Sure, I’m being completely unreasonable, but since when was art about being “reasonable”? What happens in this Jane’s-eye-view adaptation is that she goes right through life being pious and insufferable, and no one much likes her – basically because she flatly refuses to shut up about how right she is the whole time – and then in the second half she’ll be rewarded with a misunderstood bloke who only locked his black wife up in the attic because she was mad. Aw.

Someone somewhere has probably also suggested it’s super-feminist. It isn’t. Unless the definition of feminism is: one woman is better than all the other women, and she should have all the nice things. All the other women in the play are mad or, worse, servants, and Jane hasn’t really got any time for them. She’s just a monomaniac with a Rochester fixation, and everyone else is bitches.

Very little of all this is the fault of the cast, who are quite good at standing, shouting, making “physical theatre” shapes, and providing the paint-by-numbers emotions that each short scene requires. Yes: this Jane Eyre has all the emotional impact of a Brecht play about some naughty robots.
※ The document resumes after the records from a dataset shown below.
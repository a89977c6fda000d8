use std::sync::{Arc, Mutex};

use crate::common::{PageId, Rid, SlotId};
use crate::error::{DbError, Result};
use crate::storage::page::{SlottedPage, MAX_TUPLE_SIZE};
use crate::storage::pager::{Page, Pager};

/// An unordered collection of tuples spread across slotted pages.
///
/// The heap owns its pager. All tuple-level operations take the per-heap
/// mutex so that read-modify-write of a page is atomic. The separate
/// `write_lock` is not taken here; it serializes the whole
/// check-insert-index-update envelope of the modifying executors, which
/// spans several heap calls.
pub struct HeapFile {
    pager: Pager,
    mutex: Mutex<()>,
    write_lock: Mutex<()>,
}

impl HeapFile {
    pub fn new(pager: Pager) -> Self {
        Self {
            pager,
            mutex: Mutex::new(()),
            write_lock: Mutex::new(()),
        }
    }

    /// Serializes constraint checking, heap insertion and index updates of
    /// every statement modifying this table.
    pub fn write_lock(&self) -> &Mutex<()> {
        &self.write_lock
    }

    /// Appends a serialized tuple, trying the last page first and
    /// allocating a new page when it is full. Returns the new tuple's rid.
    pub fn insert(&self, data: &[u8]) -> Result<Rid> {
        if data.len() > MAX_TUPLE_SIZE {
            return Err(DbError::TupleTooLarge(data.len()));
        }

        let _guard = self.mutex.lock().unwrap();

        let count = self.pager.page_count()?;
        let mut page = if count > 0 {
            self.pager.read_page(count - 1)?
        } else {
            Page::new(0)
        };

        let inserted = SlottedPage::new(&mut page.data).insert_tuple(data);
        let slot_id = match inserted {
            Ok(slot_id) => slot_id,
            Err(DbError::PageFull) => {
                page = Page::new(count);
                SlottedPage::new(&mut page.data).insert_tuple(data)?
            }
            Err(e) => return Err(e),
        };

        page.dirty = true;
        self.pager.write_page(&mut page)?;

        Ok((page.id, slot_id))
    }

    /// Reads a tuple's bytes; None signals a tombstoned slot.
    pub fn read_tuple(&self, rid: Rid) -> Result<Option<Vec<u8>>> {
        let _guard = self.mutex.lock().unwrap();

        let (page_id, slot_id) = rid;
        let mut page = self.pager.read_page(page_id)?;
        let slotted = SlottedPage::new(&mut page.data);
        Ok(slotted.get_tuple(slot_id)?.map(|bytes| bytes.to_vec()))
    }

    /// Tombstones the slot and writes the page back.
    pub fn delete_tuple(&self, rid: Rid) -> Result<()> {
        let _guard = self.mutex.lock().unwrap();

        let (page_id, slot_id) = rid;
        let mut page = self.pager.read_page(page_id)?;
        SlottedPage::new(&mut page.data).delete_tuple(slot_id)?;
        page.dirty = true;
        self.pager.write_page(&mut page)
    }

    pub fn page_count(&self) -> Result<PageId> {
        self.pager.page_count()
    }

    pub fn sync(&self) -> Result<()> {
        self.pager.sync()
    }

    pub fn iter(self: Arc<Self>) -> HeapIterator {
        HeapIterator {
            heap: self,
            cur_page: 0,
            cur_slot: 0,
        }
    }
}

/// A stateful cursor over the heap, yielding live tuples in page-major,
/// slot-minor order and skipping tombstones.
pub struct HeapIterator {
    heap: Arc<HeapFile>,
    cur_page: PageId,
    cur_slot: SlotId,
}

impl HeapIterator {
    pub fn next(&mut self) -> Result<Option<(Vec<u8>, Rid)>> {
        let _guard = self.heap.mutex.lock().unwrap();

        let page_count = self.heap.pager.page_count()?;
        while self.cur_page < page_count {
            let mut page = self.heap.pager.read_page(self.cur_page)?;
            let slotted = SlottedPage::new(&mut page.data);
            let slots = slotted.slot_count();

            while self.cur_slot < slots {
                let slot = self.cur_slot;
                self.cur_slot += 1;
                if let Some(bytes) = slotted.get_tuple(slot)? {
                    return Ok(Some((bytes.to_vec(), (self.cur_page, slot))));
                }
            }

            self.cur_page += 1;
            self.cur_slot = 0;
        }

        Ok(None)
    }
}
Once again (as with Tenant of Wildfell Hall), it wouldn’t be difficult to suggest that the casting breakdown by race isn’t remotely progressive, and possibly even offers succour to bigots (black woman is mad, mixed-race woman is servants, hero and heroine are white).
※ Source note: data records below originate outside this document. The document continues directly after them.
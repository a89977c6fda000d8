use std::iter::{Enumerate, Peekable};
use std::str::{Chars, FromStr};

use crate::error::{DbError, Result};

#[derive(Copy, Clone, Debug, PartialEq, Eq)]
pub enum Keyword {
    And,
    Bool,
    Create,
    Decimal,
    Delete,
    False,
    From,
    Index,
    Insert,
    Int,
    Into,
    Join,
    Key,
    On,
    Or,
    Primary,
    Select,
    Set,
    String,
    Table,
    Timestamp,
    True,
    Unique,
    Update,
    Values,
    Where,
}

impl FromStr for Keyword {
    type Err = ();

    fn from_str(s: &str) -> Result<Self, Self::Err> {
        let res = match s {
            "and" => Self::And,
            "bool" => Self::Bool,
            "create" => Self::Create,
            "decimal" => Self::Decimal,
            "delete" => Self::Delete,
            "false" => Self::False,
            "from" => Self::From,
            "index" => Self::Index,
            "insert" => Self::Insert,
            "int" => Self::Int,
            "into" => Self::Into,
            "join" => Self::Join,
            "key" => Self::Key,
            "on" => Self::On,
            "or" => Self::Or,
            "primary" => Self::Primary,
            "select" => Self::Select,
            "set" => Self::Set,
            "string" => Self::String,
            "table" => Self::Table,
            "timestamp" => Self::Timestamp,
            "true" => Self::True,
            "unique" => Self::Unique,
            "update" => Self::Update,
            "values" => Self::Values,
            "where" => Self::Where,
            _ => return Err(()),
        };
        Ok(res)
    }
}

#[derive(Clone, Debug, PartialEq)]
pub enum Token {
    /// an SQL identifier; keeps the case it was written in
    Identifier(String),
    /// a keyword (e.g. SELECT), matched case-insensitively
    Keyword(Keyword),
    /// an unparsed numeric literal, possibly containing a dot
    Number(String),
    /// a single-quoted string
    QuotedString(String),
    /// Dot '.'
    Dot,
    /// Comma ','
    Comma,
    /// Left parenthesis '('
    LeftParen,
    /// Right parenthesis ')'
    RightParen,
    /// Semicolon ';'
    Semicolon,
    /// star '*'
    Star,
    /// Equal '='
    Eq,
    /// Not equal (either '!=' or '<>')
    NotEq,
    /// Less than '<'
    Less,
    /// Greater than '>'
    Greater,
    /// Less than or equal '<='
    LessEq,
    /// Greater than or equal '>='
    GreaterEq,
    /// not a token, just end of query
    End,
}

struct Tokenizer<'a> {
    sql: &'a str,
    chars: Peekable<Enumerate<Chars<'a>>>,
}

impl<'a> Tokenizer<'a> {
    fn new(sql: &'a str) -> Self {
        Self {
            sql,
            chars: sql.chars().enumerate().peekable(),
        }
    }

    fn word(&mut self, start: usize) -> &'a str {
        let mut end = start + 1;
        while let Some((pos, ch)) = self.chars.peek() {
            if ch.is_ascii_alphanumeric() || *ch == '_' {
                end = *pos + 1;
                self.chars.next();
            } else {
                break;
            }
        }
        &self.sql[start..end]
    }

    fn number(&mut self, start: usize) -> String {
        let mut end = start + 1;
        while let Some((pos, ch)) = self.chars.peek() {
            if ch.is_ascii_digit() || *ch == '.' {
                end = *pos + 1;
                self.chars.next();
            } else {
                break;
            }
        }
        self.sql[start..end].to_owned()
    }

    fn quoted_string(&mut self, start: usize) -> Result<String> {
        for (pos, ch) in self.chars.by_ref() {
            if ch == '\'' {
                return Ok(self.sql[start..pos].to_owned());
            }
        }

        Err(DbError::Syntax(format!(
            "unterminated string literal {}",
            &self.sql[start..]
        )))
    }

    fn next_token(&mut self) -> Result<Option<Token>> {
        let token = match self.chars.next() {
            Some((pos, ch)) => match ch {
                ch if ch.is_whitespace() => return self.next_token(),
                '(' => Token::LeftParen,
                ')' => Token::RightParen,
                ';' => Token::Semicolon,
                ',' => Token::Comma,
                '.' => Token::Dot,
                '*' => Token::Star,
                '=' => Token::Eq,
                '!' => match self.chars.peek() {
                    Some((_pos, '=')) => {
                        self.chars.next();
                        Token::NotEq
                    }
                    _ => return Err(DbError::Syntax("unexpected character '!'".to_owned())),
                },
                '<' => match self.chars.peek() {
                    Some((_pos, '>')) => {
                        self.chars.next();
                        Token::NotEq
                    }
                    Some((_pos, '=')) => {
                        self.chars.next();
                        Token::LessEq
                    }
                    _ => Token::Less,
                },
                '>' => match self.chars.peek() {
                    Some((_pos, '=')) => {
                        self.chars.next();
                        Token::GreaterEq
                    }
                    _ => Token::Greater,
                },
                '\'' => Token::QuotedString(self.quoted_string(pos + 1)?),
                'a'..='z' | 'A'..='Z' | '_' => {
                    let word = self.word(pos);
                    if let Ok(keyword) = Keyword::from_str(&word.to_lowercase()) {
                        Token::Keyword(keyword)
                    } else {
                        Token::Identifier(word.to_owned())
                    }
                }
                '0'..='9' => Token::Number(self.number(pos)),
                ch => return Err(DbError::Syntax(format!("unexpected character '{}'", ch))),
            },
            None => return Ok(None),
        };

        Ok(Some(token))
    }
}

pub fn tokenize(sql: &str) -> Result<Vec<Token>> {
    let mut tokens = vec![];
    let mut tokenizer = Tokenizer::new(sql);
    while let Some(token) = tokenizer.next_token()? {
        tokens.push(token);
    }
    Ok(tokens)
}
No wonder Quentin Letts spent the whole thing gurgling with pleasure. It’s his worldview presented in a way that’s at pains to pretend it’s cutting-edge. (It’s not. It’s the set from the BBC Shakespeare Histories directed by Jonathan Miller in the 1970s, it’s the Berliner Ensemble from the 1950s, plus PERIOD COSTUME, FFS.)

Now, look, I’m a big old pluralist, ok? Sure, I wish the NT wouldn’t resource this sort of reactionary hogwash, but Rufus Norris’s fatal misunderstanding of his job is that he has to make every cunt in the country happy, rather than demonstrating any kind of progressive artistic leadership. So, basically, if The People like this old-fashioned crap, then who am I to tell them they’re wrong, and that it’s pure theatrical right-wing bubblegum wearing “radical” chic? (Maybe that’s what they wanted in the first place, and who am I to question the will of the people?) Who am I to recall that it’s basically no different to that godawful Shared Experience Jane Eyre that I saw in, like, 1999 or something. And, if someone makes basically the same adaptation 18 years later, there’s no semantic possibility that you can call the second one “new” or “experimental” or “cutting edge”. In fact, if anything, this one is even less “risky” and “bold” and et bloody cetera.
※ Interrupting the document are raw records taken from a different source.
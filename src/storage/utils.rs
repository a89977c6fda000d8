const U8_SIZE: usize = std::mem::size_of::<u8>();
const U16_SIZE: usize = std::mem::size_of::<u16>();
const I64_SIZE: usize = std::mem::size_of::<i64>();

/// Writes big-endian values into a buffer, advancing an internal cursor.
pub(crate) struct Serializer<'a> {
    buffer: &'a mut [u8],
    pos: usize,
}

impl<'a> Serializer<'a> {
    pub fn new(buffer: &'a mut [u8]) -> Self {
        Self { buffer, pos: 0 }
    }

    pub fn serialize_u8(&mut self, val: u8) {
        self.buffer[self.pos] = val;
        self.pos += U8_SIZE;
    }

    pub fn serialize_u16(&mut self, val: u16) {
        self.buffer[self.pos..self.pos + U16_SIZE].copy_from_slice(val.to_be_bytes().as_slice());
        self.pos += U16_SIZE;
    }

    pub fn serialize_i64(&mut self, val: i64) {
        self.buffer[self.pos..self.pos + I64_SIZE].copy_from_slice(val.to_be_bytes().as_slice());
        self.pos += I64_SIZE;
    }

    pub fn copy_bytes(&mut self, bytes: &[u8]) {
        self.buffer[self.pos..self.pos + bytes.len()].copy_from_slice(bytes);
        self.pos += bytes.len();
    }

    pub fn end(self) -> usize {
        self.pos
    }
}

/// Reads big-endian values out of a buffer, advancing an internal cursor.
pub(crate) struct Deserializer<'a> {
    buffer: &'a [u8],
    pos: usize,
}

impl<'a> Deserializer<'a> {
    pub fn new(buffer: &'a [u8]) -> Self {
        Self { buffer, pos: 0 }
    }

    pub fn deserialize_u8(&mut self) -> u8 {
        let val = self.buffer[self.pos];
        self.pos += U8_SIZE;
        val
    }

    pub fn deserialize_u16(&mut self) -> u16 {
        let val = u16::from_be_bytes(
            self.buffer[self.pos..self.pos + U16_SIZE]
                .try_into()
                .unwrap(),
        );
        self.pos += U16_SIZE;
        val
    }

    pub fn deserialize_i64(&mut self) -> i64 {
        let val = i64::from_be_bytes(
            self.buffer[self.pos..self.pos + I64_SIZE]
                .try_into()
                .unwrap(),
        );
        self.pos += I64_SIZE;
        val
    }

    pub fn read_bytes(&mut self, count: usize) -> &'a [u8] {
        let bytes = &self.buffer[self.pos..self.pos + count];
        self.pos += count;
        bytes
    }
}

#[cfg(test)]
mod tests {
    use super::{Deserializer, Serializer};

    #[test]
    fn roundtrips_values_in_order() {
        let mut buffer = [0u8; 32];
        let mut serializer = Serializer::new(&mut buffer);
        serializer.serialize_u16(42);
        serializer.serialize_i64(-7);
        serializer.serialize_u8(1);
        serializer.copy_bytes(b"abc");
        let written = serializer.end();
        assert_eq!(written, 2 + 8 + 1 + 3);

        let mut deserializer = Deserializer::new(&buffer);
        assert_eq!(deserializer.deserialize_u16(), 42);
        assert_eq!(deserializer.deserialize_i64(), -7);
        assert_eq!(deserializer.deserialize_u8(), 1);
        assert_eq!(deserializer.read_bytes(3), b"abc");
    }
}
use std::iter::Peekable;
use std::vec::IntoIter;

use self::ast::{
    BinaryOperator, Expr, JoinClause, Literal, SelectStatement, Statement,
};
use self::token::{tokenize, Keyword, Token};
use crate::catalog::schema::{Column, ColumnType};
use crate::error::{DbError, Result};

pub mod ast;
mod token;

pub struct Parser {
    tokens: Peekable<IntoIter<Token>>,
}

impl Parser {
    fn new(sql: &str) -> Result<Self> {
        let tokens = tokenize(sql)?;
        Ok(Self {
            tokens: tokens.into_iter().peekable(),
        })
    }

    fn next_token(&mut self) -> Token {
        match self.tokens.next() {
            Some(token) => token,
            None => Token::End,
        }
    }

    fn peek_token(&mut self) -> &Token {
        match self.tokens.peek() {
            Some(token) => token,
            None => &Token::End,
        }
    }

    fn parse_statement(&mut self) -> Result<Statement> {
        match self.next_token() {
            Token::Keyword(keyword) => match keyword {
                Keyword::Create => self.parse_create_statement(),
                Keyword::Insert => self.parse_insert_statement(),
                Keyword::Select => self.parse_select_statement(),
                Keyword::Update => self.parse_update_statement(),
                Keyword::Delete => self.parse_delete_statement(),
                found => self.wrong_keyword("a statement", found)?,
            },
            found => self.wrong_token("a statement", found)?,
        }
    }

    fn parse_create_statement(&mut self) -> Result<Statement> {
        match self.next_token() {
            Token::Keyword(Keyword::Table) => self.parse_create_table_statement(),
            Token::Keyword(Keyword::Index) => self.parse_create_index_statement(),
            found => self.wrong_token("TABLE or INDEX after CREATE", found)?,
        }
    }

    fn parse_create_table_statement(&mut self) -> Result<Statement> {
        let name = self.parse_identifier()?;

        self.expect(Token::LeftParen)?;
        let mut columns = vec![];
        loop {
            columns.push(self.parse_column_definition()?);

            let comma = if self.peek_token() == &Token::Comma {
                self.next_token();
                true
            } else {
                false
            };

            if self.peek_token() == &Token::RightParen {
                self.next_token();
                break;
            } else if !comma {
                let token = self.next_token();
                self.wrong_token("')' or ',' after a column definition", token)?;
            }
        }

        Ok(Statement::CreateTable { name, columns })
    }

    fn parse_column_definition(&mut self) -> Result<Column> {
        let name = self.parse_identifier()?;
        let column_type = self.parse_column_type()?;
        let mut column = Column::new(name, column_type);

        loop {
            match self.peek_token() {
                Token::Keyword(Keyword::Primary) => {
                    self.next_token();
                    self.expect(Token::Keyword(Keyword::Key))?;
                    column.is_primary = true;
                }
                Token::Keyword(Keyword::Unique) => {
                    self.next_token();
                    column.is_unique = true;
                }
                _ => break,
            }
        }

        Ok(column)
    }

    fn parse_column_type(&mut self) -> Result<ColumnType> {
        let column_type = match self.next_token() {
            Token::Keyword(keyword) => match keyword {
                Keyword::Int => ColumnType::Int,
                Keyword::String => ColumnType::String,
                Keyword::Decimal => ColumnType::Decimal,
                Keyword::Bool => ColumnType::Bool,
                Keyword::Timestamp => ColumnType::Timestamp,
                found => self.wrong_keyword("a column type", found)?,
            },
            found => self.wrong_token("a column type", found)?,
        };

        Ok(column_type)
    }

    fn parse_create_index_statement(&mut self) -> Result<Statement> {
        let name = self.parse_identifier()?;
        self.expect(Token::Keyword(Keyword::On))?;
        let table = self.parse_identifier()?;

        self.expect(Token::LeftParen)?;
        let column = self.parse_identifier()?;
        self.expect(Token::RightParen)?;

        Ok(Statement::CreateIndex {
            name,
            table,
            column,
        })
    }

    fn parse_insert_statement(&mut self) -> Result<Statement> {
        self.expect(Token::Keyword(Keyword::Into))?;
        let table = self.parse_identifier()?;

        let mut columns = vec![];
        if self.peek_token() == &Token::LeftParen {
            self.next_token();
            loop {
                columns.push(self.parse_identifier()?);
                match self.next_token() {
                    Token::Comma => continue,
                    Token::RightParen => break,
                    found => self.wrong_token("',' or ')' in a column list", found)?,
                }
            }
        }

        self.expect(Token::Keyword(Keyword::Values))?;
        self.expect(Token::LeftParen)?;
        let mut values = vec![];
        loop {
            values.push(self.parse_literal()?);
            match self.next_token() {
                Token::Comma => continue,
                Token::RightParen => break,
                found => self.wrong_token("',' or ')' in a value list", found)?,
            }
        }

        Ok(Statement::Insert {
            table,
            columns,
            values,
        })
    }

    fn parse_select_statement(&mut self) -> Result<Statement> {
        let mut fields = vec![];
        loop {
            if self.peek_token() == &Token::Star {
                self.next_token();
                fields.push("*".to_owned());
            } else {
                fields.push(self.parse_column_name()?);
            }

            if self.peek_token() == &Token::Comma {
                self.next_token();
            } else {
                break;
            }
        }

        self.expect(Token::Keyword(Keyword::From))?;
        let table = self.parse_identifier()?;

        let join = if self.peek_token() == &Token::Keyword(Keyword::Join) {
            self.next_token();
            let join_table = self.parse_identifier()?;
            self.expect(Token::Keyword(Keyword::On))?;
            let on = self.parse_comparison()?;
            Some(JoinClause {
                table: join_table,
                on,
            })
        } else {
            None
        };

        let filter = self.parse_optional_where()?;

        Ok(Statement::Select(SelectStatement {
            table,
            fields,
            join,
            filter,
        }))
    }

    fn parse_update_statement(&mut self) -> Result<Statement> {
        let table = self.parse_identifier()?;
        self.expect(Token::Keyword(Keyword::Set))?;

        let mut assignments = vec![];
        loop {
            let column = self.parse_identifier()?;
            self.expect(Token::Eq)?;
            let value = self.parse_literal()?;
            assignments.push((column, value));

            if self.peek_token() == &Token::Comma {
                self.next_token();
            } else {
                break;
            }
        }

        let filter = self.parse_optional_where()?;

        Ok(Statement::Update {
            table,
            assignments,
            filter,
        })
    }

    fn parse_delete_statement(&mut self) -> Result<Statement> {
        self.expect(Token::Keyword(Keyword::From))?;
        let table = self.parse_identifier()?;
        let filter = self.parse_optional_where()?;

        Ok(Statement::Delete { table, filter })
    }

    fn parse_optional_where(&mut self) -> Result<Option<Expr>> {
        if self.peek_token() == &Token::Keyword(Keyword::Where) {
            self.next_token();
            Ok(Some(self.parse_expression()?))
        } else {
            Ok(None)
        }
    }

    /// Parses AND/OR chains over single comparisons, left-associatively.
    fn parse_expression(&mut self) -> Result<Expr> {
        let mut left = self.parse_term()?;

        loop {
            let op = match self.peek_token() {
                Token::Keyword(Keyword::And) => BinaryOperator::And,
                Token::Keyword(Keyword::Or) => BinaryOperator::Or,
                _ => break,
            };
            self.next_token();
            let right = self.parse_term()?;
            left = Expr::Binary {
                left: Box::new(left),
                op,
                right: Box::new(right),
            };
        }

        Ok(left)
    }

    fn parse_term(&mut self) -> Result<Expr> {
        let left = self.parse_simple_expr()?;

        if let Some(op) = comparison_operator(self.peek_token()) {
            self.next_token();
            let right = self.parse_simple_expr()?;
            return Ok(Expr::Binary {
                left: Box::new(left),
                op,
                right: Box::new(right),
            });
        }

        Ok(left)
    }

    fn parse_comparison(&mut self) -> Result<Expr> {
        let left = self.parse_simple_expr()?;

        let op = match comparison_operator(self.peek_token()) {
            Some(op) => op,
            None => {
                let token = self.next_token();
                self.wrong_token("a comparison operator", token)?
            }
        };
        self.next_token();
        let right = self.parse_simple_expr()?;

        Ok(Expr::Binary {
            left: Box::new(left),
            op,
            right: Box::new(right),
        })
    }

    fn parse_simple_expr(&mut self) -> Result<Expr> {
        match self.peek_token() {
            Token::Identifier(_) => Ok(Expr::Identifier(self.parse_column_name()?)),
            _ => Ok(Expr::Literal(self.parse_literal()?)),
        }
    }

    fn parse_literal(&mut self) -> Result<Literal> {
        match self.next_token() {
            Token::Number(raw) => Ok(Literal::Number(raw)),
            Token::QuotedString(val) => Ok(Literal::String(val)),
            Token::Keyword(Keyword::True) => Ok(Literal::Boolean(true)),
            Token::Keyword(Keyword::False) => Ok(Literal::Boolean(false)),
            found => self.wrong_token("a literal", found)?,
        }
    }

    /// Parses a column name, combining `table . column` into one dotted
    /// name.
    fn parse_column_name(&mut self) -> Result<String> {
        let mut name = self.parse_identifier()?;
        if self.peek_token() == &Token::Dot {
            self.next_token();
            let column = self.parse_identifier()?;
            name = format!("{}.{}", name, column);
        }
        Ok(name)
    }

    fn parse_identifier(&mut self) -> Result<String> {
        match self.next_token() {
            Token::Identifier(s) => Ok(s),
            found => self.wrong_token("an identifier", found)?,
        }
    }

    fn expect(&mut self, expected_token: Token) -> Result<()> {
        let token = self.next_token();
        if token != expected_token {
            self.wrong_token(&format!("{:?}", expected_token), token)?
        } else {
            Ok(())
        }
    }

    fn wrong_token<T>(&self, expected: &str, found: Token) -> Result<T> {
        Err(DbError::Syntax(format!(
            "expected {}, but found: {:?}",
            expected, found
        )))
    }

    fn wrong_keyword<T>(&self, expected: &str, found: Keyword) -> Result<T> {
        Err(DbError::Syntax(format!(
            "expected {}, but found: {:?}",
            expected, found
        )))
    }
}

fn comparison_operator(token: &Token) -> Option<BinaryOperator> {
    let op = match token {
        Token::Eq => BinaryOperator::Eq,
        Token::NotEq => BinaryOperator::NotEq,
        Token::Less => BinaryOperator::Less,
        Token::LessEq => BinaryOperator::LessEq,
        Token::Greater => BinaryOperator::Greater,
        Token::GreaterEq => BinaryOperator::GreaterEq,
        _ => return None,
    };
    Some(op)
}

pub fn parse_sql(sql: &str) -> Result<Statement> {
    let mut parser = Parser::new(sql)?;
    parser.parse_statement()
}
use std::sync::Arc;

use super::Executor;
use crate::catalog::schema::Schema;
use crate::common::Rid;
use crate::error::Result;
use crate::indexing::HashIndex;
use crate::storage::heap::HeapFile;
use crate::tuple::value::Value;
use crate::tuple::{deserialize_tuple, Tuple};

/// Resolves one key through a hash index and reads the matching rids from
/// the heap. Rids whose slot has been tombstoned since the index was built
/// are skipped.
pub struct IndexScanExecutor {
    index: Arc<HashIndex>,
    heap: Arc<HeapFile>,
    key: Value,
    schema: Schema,
    rids: Vec<Rid>,
    pos: usize,
}

impl IndexScanExecutor {
    pub fn new(index: Arc<HashIndex>, heap: Arc<HeapFile>, key: Value, schema: Schema) -> Self {
        Self {
            index,
            heap,
            key,
            schema,
            rids: Vec::new(),
            pos: 0,
        }
    }

    fn fetch_next(&mut self) -> Result<Option<Tuple>> {
        while self.pos < self.rids.len() {
            let rid = self.rids[self.pos];
            self.pos += 1;

            if let Some(bytes) = self.heap.read_tuple(rid)? {
                let mut tuple = deserialize_tuple(&bytes, &self.schema)?;
                tuple.rid = Some(rid);
                return Ok(Some(tuple));
            }
        }
        Ok(None)
    }
}

impl Executor for IndexScanExecutor {
    fn open(&mut self) -> Result<()> {
        self.rids = self.index.get(&self.key);
        self.pos = 0;
        Ok(())
    }

    fn next(&mut self) -> Option<Result<Tuple>> {
        self.fetch_next().transpose()
    }

    fn close(&mut self) -> Result<()> {
        self.rids.clear();
        self.pos = 0;
        Ok(())
    }

    fn schema(&self) -> &Schema {
        &self.schema
    }
}
use super::eval::evaluate;
use super::Executor;
use crate::catalog::schema::Schema;
use crate::error::Result;
use crate::parser::ast::Expr;
use crate::tuple::Tuple;

/// Joins two children by restarting the inner child for every outer tuple.
/// The join condition is evaluated against the concatenated tuple; the
/// output schema is outer ++ inner. The inner child must support close
/// followed by a fresh open.
pub struct NestedLoopJoinExecutor {
    left: Box<dyn Executor>,
    right: Box<dyn Executor>,
    on: Expr,
    schema: Schema,
    outer: Option<Tuple>,
}

impl NestedLoopJoinExecutor {
    pub fn new(left: Box<dyn Executor>, right: Box<dyn Executor>, on: Expr) -> Self {
        let columns = [left.schema().columns(), right.schema().columns()].concat();
        Self {
            left,
            right,
            on,
            schema: Schema::new(columns),
            outer: None,
        }
    }

    fn fetch_next(&mut self) -> Result<Option<Tuple>> {
        loop {
            let outer = match &self.outer {
                Some(outer) => outer,
                None => return Ok(None),
            };

            match self.right.next().transpose()? {
                Some(inner) => {
                    let mut values = outer.values().to_vec();
                    values.extend_from_slice(inner.values());
                    let combined = Tuple::new(values);
                    if evaluate(&combined, &self.on, &self.schema)? {
                        return Ok(Some(combined));
                    }
                }
                None => {
                    self.outer = self.left.next().transpose()?;
                    if self.outer.is_none() {
                        return Ok(None);
                    }
                    self.right.close()?;
                    self.right.open()?;
                }
            }
        }
    }
}

impl Executor for NestedLoopJoinExecutor {
    fn open(&mut self) -> Result<()> {
        self.left.open()?;
        self.right.open()?;
        self.outer = self.left.next().transpose()?;
        Ok(())
    }

    fn next(&mut self) -> Option<Result<Tuple>> {
        self.fetch_next().transpose()
    }

    fn close(&mut self) -> Result<()> {
        self.left.close()?;
        self.right.close()?;
        self.outer = None;
        Ok(())
    }

    fn schema(&self) -> &Schema {
        &self.schema
    }
}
This production has all the appearances of “radicalism,” if “radicalism” is a design choice dating from the mid- last century, and then NOTHING ELSE AT ALL.

I am so endlessly disappointed by English theatre.

But, hell, whatever. I really don’t mind if some people liked it. I think I just resent the way the idea of it was sold to me by some colleagues who I thought knew better*.

/rant over, as they say in the internet.